I got a cat almost 10 years ago, after wanting a pet for a long time. She was a gorgeous grey tabby domestic shorthair. We had just moved into a large house, with a beautiful garden, and we installed a catflap for her. She couldn't have been happier. She ran in and out of that flap, chasing butterflies, climbing trees. We gave her birthcontrol pills, but she must have spit them out without us noticing, because she started to get bigger and bigger and bigger, and one day, her water broke. None of us had the slightest idea what to do, but we set her up a den like thing, and she had three beautiful kittens. Rambo, Speedy and Nemesis. I have always known, straight away, when I see my babies that they are made for me. The moment Speedy was born, I knew. As their mother was mine, she and the kittens stayed with me untill the kittens were given away. I begged and I pleeded, and I finally convinced my mother to let me keep Speedy. I practically raised her, she was my little speedball. 

We had no idea cats could get pregnant again so fast after giving birth, so we didn't get her spayed straight away. Which resulted in another litter. In this litter we had four - two completly black ones, Svart(which means black in Norwegian) and Sophia, and two grey tabbies, with white socks, named Aphrodite and Chuck. Little Svart was so tiny when she was born, she was the runt of the litter. That's why she got her name. We couldn't tell if she was a girl or a boy, because she was so tiny. The mother rejected her, because she was weak. So I slept on the kitchen floor for weeks, handfeeding Svart with kittymilk. She became so very special to me, and I was dreading the day I had to give her away. 

We then went away on summerholiday to my dads. Me, my brother, 4 kittens, Speedy and the mother. At this point the mother seemed to be getting tired of being a mother, so Speedy basically did all the training with them. The mother only fed them and left. After one week of our holiday, the mother ran away. I was beside myself, my little baby was gone. But I tried my best with the kittens I now had on hand all alone. As mentioned, Speedy raised them, and I started to wean them a bit earlier than planned. After two months, the mother of the litters returned to my fathers place. We had spayed her some weeks before she left, having learned from our mistakes. I was so happy to see her again, and since I was supposed to be with my father that weekend, we sent her home to my mother, where all the cat stuff were. I came home from my father place on sunday, monday evening, the mother was hit by a car. Wedensday morning, she died in my arms. I remember lying on the couch, with her lifeless little body in my arms, crying. 

After that my mother allowed me to keep Svart. As you may have understood, I had very special connections to both of them. Speedy was the single most intelligent cat, or animal, I have ever met. When I was sad, she just knew it, and she came into my room and would snuggle around my head, licking off my tears. When I went away, so did she. No one saw her the entire time I was gone, but within 5 minutes of me coming home, she was there to greet me. 

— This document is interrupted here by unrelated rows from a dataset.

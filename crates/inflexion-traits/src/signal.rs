//! Signal trait for deriving per-timestamp indicators from a price series.
//!
//! A signal is a pure, backward-looking transform: it reads a [`TimeSeries`]
//! and returns a [`SignalSeries`] on exactly the same index, with `None` at
//! positions that lack enough history. Signals hold only their configuration
//! and never cache between calls.

use crate::{Result, SignalSeries, TimeSeries};

/// A time-series signal.
///
/// Implementations should be thread-safe (`Send + Sync`) so a signal can be
/// shared across worker threads.
///
/// # Example
///
/// ```
/// use inflexion_traits::{Result, Signal, SignalSeries, TimeSeries};
///
/// struct Identity;
///
/// impl Signal for Identity {
///     fn name(&self) -> &str {
///         "identity"
///     }
///
///     fn lookback(&self) -> usize {
///         0
///     }
///
///     fn compute(&self, series: &TimeSeries) -> Result<SignalSeries> {
///         Ok(series.map(|v| Some(*v)))
///     }
/// }
/// ```
pub trait Signal: Send + Sync {
    /// Returns the name of this signal.
    fn name(&self) -> &str;

    /// Number of prior samples a position needs before the signal is defined.
    ///
    /// The first `lookback()` positions of every output are `None`.
    fn lookback(&self) -> usize;

    /// Computes the signal over the whole series.
    ///
    /// The output has the same length and index as `series`.
    ///
    /// # Errors
    ///
    /// Returns an error if the signal's configuration is invalid.
    fn compute(&self, series: &TimeSeries) -> Result<SignalSeries>;
}

#[cfg(test)]
mod tests {
    use super::*;
    use chrono::NaiveDate;

    struct Shifted {
        lookback: usize,
    }

    impl Signal for Shifted {
        fn name(&self) -> &str {
            "shifted"
        }

        fn lookback(&self) -> usize {
            self.lookback
        }

        fn compute(&self, series: &TimeSeries) -> Result<SignalSeries> {
            let values = series
                .values()
                .iter()
                .enumerate()
                .map(|(i, _)| i.checked_sub(self.lookback).map(|j| series.values()[j]))
                .collect();
            series.with_values(values)
        }
    }

    #[test]
    fn test_signal_output_is_aligned() {
        let t = |d| {
            NaiveDate::from_ymd_opt(2024, 3, d)
                .unwrap()
                .and_hms_opt(9, 30, 0)
                .unwrap()
        };
        let series = TimeSeries::new(vec![t(1), t(2), t(3)], vec![1.0, 2.0, 3.0]).unwrap();
        let signal = Shifted { lookback: 1 };

        let out = signal.compute(&series).unwrap();
        assert_eq!(out.index(), series.index());
        assert_eq!(out.values(), &[None, Some(1.0), Some(2.0)]);
        assert_eq!(signal.name(), "shifted");
    }

    #[test]
    fn test_signal_is_send_sync() {
        fn assert_send_sync<T: Send + Sync>() {}
        assert_send_sync::<Box<dyn Signal>>();
    }
}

Svart was a very untrusting cat, with everyone but me. If anyone else picked her up she went mad and scratched them trying to get away. While I could do anything. Bathe her, hold her, cradle her. 

Then, almost two years ago I had to make the hardest decision of my life. My two beauties had the best life in the world. They had grown up outside, running around, hunting. Therefore I came to the conclusion I could never lock them up in a small flat, to which I was then moving. We couldn't afford to keep the house anymore, and we all had to move. SO I made the decision - if I could not find a home where they could have the same great life they had always had, with the freedom, I would put them down. I wanted the best for them, and if they couldn't get the best, they would get the ultimate freedom. I couldn't take it away from them, I couldn't bring myself to having them couped up. 

So, april 24th my two beauties were put to sleep. There's not a day gone by that I don't doubt my decision. That I don't regret it that I don't miss them. Even as I write this, I still can't stand the idea of Speedy never wiping away my tears again, or not snuggling up on the couch with my beautiful Svart. But then again, I couldn't stand the idea of my two babies not having the best life possible. 

I miss my babies so much, and if they could hear me I just want to let them know I did it for them, and that I still love to the stars and the moon and back again. 










Sleep tight, mommys little angles.


----------



## soccergrl76 (Dec 1, 2010)

I am so sorry that you had to do that. I feel the same way about my pets. I just put one of my cats down, last night. I can't stop crying or thinking about him. They are part of our families.

Shannon


----------



## Kobster (Feb 1, 2007)

Completely agree. Can't fathom a vet putting two perfectly healthy cats to sleep for such a ridiculous reason. Maybe YOU didn't know they would transition just fine, but your vet should have.


----------



## Carmel (Nov 23, 2010)

At one point I actually had a long post replying to this, but then I never posted it...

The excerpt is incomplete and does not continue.